[INSTRUCTIONS FOR THE TASK] Whenever a line below includes the string "label", show it.
----------------------------------------
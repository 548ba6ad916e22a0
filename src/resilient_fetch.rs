//! Retry/backoff wrapper shared by every outbound provider call.
//!
//! Sequence per attempt: rate-limiter wait, issue the call under a hard
//! timeout, then either return, retry with capped exponential backoff
//! (429/5xx/timeout), or propagate immediately (other 4xx).

use crate::error::ProviderError;
use crate::metrics;
use crate::rate_limiter::RateLimit;
use log::{debug, warn};
use rand::Rng;
use std::future::Future;
use std::sync::Arc;
use std::time::{Duration, Instant};
use tokio::time::{sleep, timeout};

#[derive(Debug, Clone)]
pub struct RetryPolicy {
    pub max_retries: u32,
    pub request_timeout: Duration,
    pub backoff_base: Duration,
    pub backoff_cap: Duration,
}

impl Default for RetryPolicy {
    fn default() -> Self {
        Self {
            max_retries: 3,
            request_timeout: Duration::from_secs(5),
            backoff_base: Duration::from_millis(200),
            backoff_cap: Duration::from_secs(5),
        }
    }
}

/// Resilient single-call wrapper. Both the chain reader and the marketplace
/// reader go through the same instance so they share one quota.
pub struct ResilientFetch {
    limiter: Arc<dyn RateLimit>,
    policy: RetryPolicy,
}

impl ResilientFetch {
    pub fn new(limiter: Arc<dyn RateLimit>, policy: RetryPolicy) -> Self {
        Self { limiter, policy }
    }

    /// Runs `op` with rate limiting, a hard timeout, and bounded retries.
    ///
    /// Retryable failures (`RateLimitExceeded`, `Unavailable`, `Timeout`)
    /// are retried up to `max_retries` times; everything else propagates on
    /// the first occurrence.
    pub async fn run<T, F, Fut>(&self, label: &str, op: F) -> Result<T, ProviderError>
    where
        F: Fn() -> Fut,
        Fut: Future<Output = Result<T, ProviderError>>,
    {
        let started = Instant::now();
        let mut attempt: u32 = 0;
        loop {
            self.limiter.acquire().await;
            metrics::increment_rpc_request(label);

            let outcome = match timeout(self.policy.request_timeout, op()).await {
                Ok(result) => result,
                Err(_) => Err(ProviderError::Timeout(self.policy.request_timeout)),
            };

            match outcome {
                Ok(value) => {
                    if attempt > 0 {
                        debug!("{}: succeeded after {} retries", label, attempt);
                    }
                    metrics::record_fetch_duration(started.elapsed());
                    return Ok(value);
                }
                Err(err) if err.is_retryable() && attempt < self.policy.max_retries => {
                    let delay = self.backoff_delay(attempt);
                    warn!(
                        "{}: attempt {}/{} failed ({}), retrying in {:?}",
                        label,
                        attempt + 1,
                        self.policy.max_retries + 1,
                        err,
                        delay
                    );
                    metrics::increment_rpc_retry(label);
                    sleep(delay).await;
                    attempt += 1;
                }
                Err(err) => {
                    metrics::increment_rpc_error(label);
                    metrics::record_fetch_duration(started.elapsed());
                    return Err(err);
                }
            }
        }
    }

    /// Capped exponential backoff with up to 100ms of jitter.
    fn backoff_delay(&self, attempt: u32) -> Duration {
        let exp = self
            .policy
            .backoff_base
            .saturating_mul(1u32 << attempt.min(16));
        let capped = std::cmp::min(exp, self.policy.backoff_cap);
        let jitter_ms = rand::thread_rng().gen_range(0..100);
        capped + Duration::from_millis(jitter_ms)
    }
}

#[cfg(test)]
mod tests {
    use super::*;
    use crate::rate_limiter::NoopLimiter;
    use std::sync::atomic::{AtomicU32, Ordering};

    fn fetcher(max_retries: u32) -> ResilientFetch {
        ResilientFetch::new(
            Arc::new(NoopLimiter),
            RetryPolicy {
                max_retries,
                request_timeout: Duration::from_secs(1),
                backoff_base: Duration::from_millis(1),
                backoff_cap: Duration::from_millis(5),
            },
        )
    }

    #[tokio::test]
    async fn retries_transient_failures() {
        let fetch = fetcher(3);
        let calls = AtomicU32::new(0);
        let result = fetch
            .run("test", || async {
                let n = calls.fetch_add(1, Ordering::SeqCst);
                if n < 2 {
                    Err(ProviderError::Unavailable("flaky".into()))
                } else {
                    Ok(42u32)
                }
            })
            .await;
        assert_eq!(result.unwrap(), 42);
        assert_eq!(calls.load(Ordering::SeqCst), 3);
    }

    #[tokio::test]
    async fn does_not_retry_rejections() {
        let fetch = fetcher(3);
        let calls = AtomicU32::new(0);
        let result: Result<u32, _> = fetch
            .run("test", || async {
                calls.fetch_add(1, Ordering::SeqCst);
                Err(ProviderError::Rejected { status: 400 })
            })
            .await;
        assert!(matches!(result, Err(ProviderError::Rejected { status: 400 })));
        assert_eq!(calls.load(Ordering::SeqCst), 1);
    }

    #[tokio::test]
    async fn gives_up_after_max_retries() {
        let fetch = fetcher(2);
        let calls = AtomicU32::new(0);
        let result: Result<u32, _> = fetch
            .run("test", || async {
                calls.fetch_add(1, Ordering::SeqCst);
                Err(ProviderError::RateLimitExceeded)
            })
            .await;
        assert!(matches!(result, Err(ProviderError::RateLimitExceeded)));
        assert_eq!(calls.load(Ordering::SeqCst), 3);
    }
}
----------------------------------------
[TASK OUTPUT]
    pub async fn run<T, F, Fut>(&self, label: &str, op: F) -> Result<T, ProviderError>
            metrics::increment_rpc_request(label);
                        debug!("{}: succeeded after {} retries", label, attempt);
                        label,
                    metrics::increment_rpc_retry(label);
                    metrics::increment_rpc_error(label);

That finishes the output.